El futuro de la **fusión bancaria** entre el BBVA y el Banco Sabadell se encuentra en una encrucijada, tras la reciente apertura de un procedimiento de infracción por parte de la Comisión Europea (CE) contra España. Este movimiento añade incertidumbre a una operación que, de concretarse, transformaría el panorama financiero español. El Gobierno español, sin embargo, defiende su actuación y asegura que se ajusta a las normativas tanto nacionales como europeas.
Según la investigación publicada por Gestión.pe, el ministro de Economía, Carlos Cuerpo, ha expresado su total convencimiento de que la intervención del Gobierno en la Oferta Pública de Adquisición (OPA) del BBVA sobre el Banco Sabadell cumple con la legislación vigente, a pesar de la investigación iniciada por la Comisión Europea.
La defensa del ministro Cuerpo se centra en la colaboración con la CE, a la cual se le ofrecerá toda la información necesaria para aclarar cualquier duda. La Comisión Europea ha puesto en tela de juicio el uso de la Ley de Solvencia Bancaria (con más de una década de antigüedad) y la Ley de Defensa de la Competencia (de hace quince años), argumentando que podrían infringir las libertades de establecimiento y la libre circulación de capitales, principios fundamentales dentro de la Unión Europea.
A pesar de este contratiempo, el Gobierno español insiste en que la OPA sigue su curso. La Comisión Nacional del Mercado de Valores (CNMV) ya dio su visto bueno a la operación en abril de 2024, aunque condicionada al cumplimiento de una serie de obligaciones por parte del BBVA. El Ejecutivo español, amparándose en la defensa del interés general, se reservó el derecho a imponer condiciones adicionales, llegando a exigir que ambas entidades mantuvieran su independencia durante al menos tres años tras la fusión.

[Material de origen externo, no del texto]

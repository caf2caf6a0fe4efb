//! Explain operation - show what a run resolves.

use std::path::Path;

use dacgen_codegen::{GenerateOptions, Generator, Outcome};
use dacgen_core::short_name;
use dacgen_ir::{DataModel, Entity, EntityProperty, Method, Routine};
use eyre::{Context, Result};

use crate::reports::{
    ColumnInfo, EntityInfo, ExplainReport, MethodInfo, PhaseInfo, ResolvedModel, RoutineInfo,
};

/// Execute the explain operation.
///
/// Resolves the schema package without rendering and describes the entities,
/// accessors and routines the templates would receive.
pub fn explain(
    generator: &Generator,
    options: &GenerateOptions,
    config_path: &Path,
) -> Result<ExplainReport> {
    let phases = generator
        .phase_info()
        .into_iter()
        .map(|p| PhaseInfo {
            name: p.name.to_string(),
            description: p.description.to_string(),
        })
        .collect();

    let outcome = generator.resolve(options).wrap_err("Pipeline failed")?;
    let (skipped, resolved) = match outcome {
        Outcome::Skipped(reason) => (Some(reason.to_string()), None),
        Outcome::Generated(generation) => (
            None,
            Some(ResolvedModel {
                dacpac: generation.dacpac.clone(),
                entities: generation
                    .model
                    .entities
                    .iter()
                    .map(|e| entity_info(&generation.model, e))
                    .collect(),
                methods: generation
                    .model
                    .methods
                    .iter()
                    .map(|m| method_info(&generation.model, m))
                    .collect(),
                routines: generation.model.routines.iter().map(routine_info).collect(),
            }),
        ),
    };

    Ok(ExplainReport {
        config_path: config_path.to_path_buf(),
        phases,
        skipped,
        resolved,
    })
}

fn entity_info(model: &DataModel, entity: &Entity) -> EntityInfo {
    EntityInfo {
        table: entity.table_name.clone(),
        name: entity.name.clone(),
        access: entity.access.clone(),
        columns: entity.properties.iter().map(column_info).collect(),
        children: model
            .methods_by_id(&entity.foreigns)
            .map(|m| m.key_name.clone())
            .collect(),
    }
}

fn column_info(property: &EntityProperty) -> ColumnInfo {
    ColumnInfo {
        name: property.short_name().to_string(),
        sql_type: property.sql_type.clone(),
        type_name: if property.ty.is_unknown() {
            "<unmapped>".to_string()
        } else {
            property.ty.name.clone()
        },
        identity: property.identity,
    }
}

fn method_info(model: &DataModel, method: &Method) -> MethodInfo {
    let asyncs = [
        ("get", method.asyncs.get),
        ("save", method.asyncs.save),
        ("delete", method.asyncs.delete),
    ]
    .into_iter()
    .filter_map(|(verb, is_async)| is_async.then_some(verb))
    .collect();

    MethodInfo {
        key: method.key_name.clone(),
        kind: method.kind.as_str().to_string(),
        entity: method.entity_name.clone(),
        unique: method.unique,
        params: method
            .params
            .iter()
            .map(|p| p.short_name().to_string())
            .collect(),
        asyncs,
        links: model
            .methods_by_id(&method.foreigns)
            .map(|m| m.key_name.clone())
            .collect(),
    }
}

fn routine_info(routine: &Routine) -> RoutineInfo {
    RoutineInfo {
        kind: routine.kind.as_str().to_string(),
        name: routine.name.clone(),
        params: routine
            .params
            .iter()
            .map(|p| format!("{} {}", short_name(&p.name), short_name(&p.sql_type)))
            .collect(),
    }
}

#[cfg(test)]
mod tests {
    use dacgen_manifest::ExtractorConfig;
    use dacgen_schema::testing::{Column, ModelBuilder};
    use tempfile::TempDir;

    use super::*;

    #[test]
    fn test_explain_describes_links() {
        let dir = TempDir::new().unwrap();
        let dacpac = dir.path().join("Db.dacpac");
        ModelBuilder::new()
            .table("[dbo].[Parent]", &[Column::new("Id", "int").not_null()])
            .table(
                "[dbo].[Child]",
                &[
                    Column::new("Id", "int").not_null().identity(),
                    Column::new("ParentId", "int"),
                    Column::new("Shape", "geography"),
                ],
            )
            .foreign_key(
                "[dbo].[FK_Child_Parent]",
                "[dbo].[Child]",
                &["ParentId"],
                "[dbo].[Parent]",
                &["Id"],
            )
            .primary_key("[dbo].[PK_Parent]", "[dbo].[Parent]", &["Id"])
            .scalar_function("[dbo].[Total]", &[("@From", "date")])
            .write_dacpac(&dacpac)
            .unwrap();
        let config = ExtractorConfig {
            dacpac: Some(dacpac),
            ..ExtractorConfig::default()
        };

        let report = explain(
            &Generator::new(config),
            &GenerateOptions::default(),
            Path::new("dacgen.toml"),
        )
        .unwrap();

        assert_eq!(report.phases.first().unwrap().name, "load");
        assert_eq!(report.phases.last().unwrap().name, "render-aggregate");

        let resolved = report.resolved.unwrap();
        let parent = &resolved.entities[0];
        assert_eq!(parent.children, vec!["[dbo].[FK_Child_Parent]"]);
        let child = &resolved.entities[1];
        assert_eq!(child.columns[2].type_name, "<unmapped>");

        let pk = resolved
            .methods
            .iter()
            .find(|m| m.key == "[dbo].[PK_Parent]")
            .unwrap();
        assert_eq!(pk.kind, "primary key");
        assert_eq!(pk.links, vec!["[dbo].[FK_Child_Parent]"]);

        assert_eq!(resolved.routines[0].kind, "scalar function");
        assert_eq!(resolved.routines[0].params, vec!["@From date"]);
    }
}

El ministro Cuerpo ha remarcado que las leyes utilizadas para regular la OPA están “perfectamente alineadas” con la normativa europea. Ante esto, el gobierno español espera trabajar con la Comisión Europea durante los próximos meses y confía en que el procedimiento de infracción abierto se resuelva de manera satisfactoria para todas las partes implicadas. Este caso ocurre en un contexto donde el sector bancario europeo está buscando consolidarse para mejorar su eficiencia y rentabilidad.
El procedimiento de infracción abierto por la CE se une a otros desafíos que enfrenta la operación, incluyendo las dudas sobre el impacto en la competencia y en el empleo. De hecho, la OPA ha generado debate sobre la concentración del sector bancario en España y el papel del gobierno en la supervisión de las operaciones financieras, dado que reduciría el número de grandes entidades bancarias, lo que podría afectar a los consumidores y a la economía en general. El resultado final de la operación BBVA-Sabadell podría sentar un precedente importante para futuras operaciones de fusión en el sector bancario español y europeo.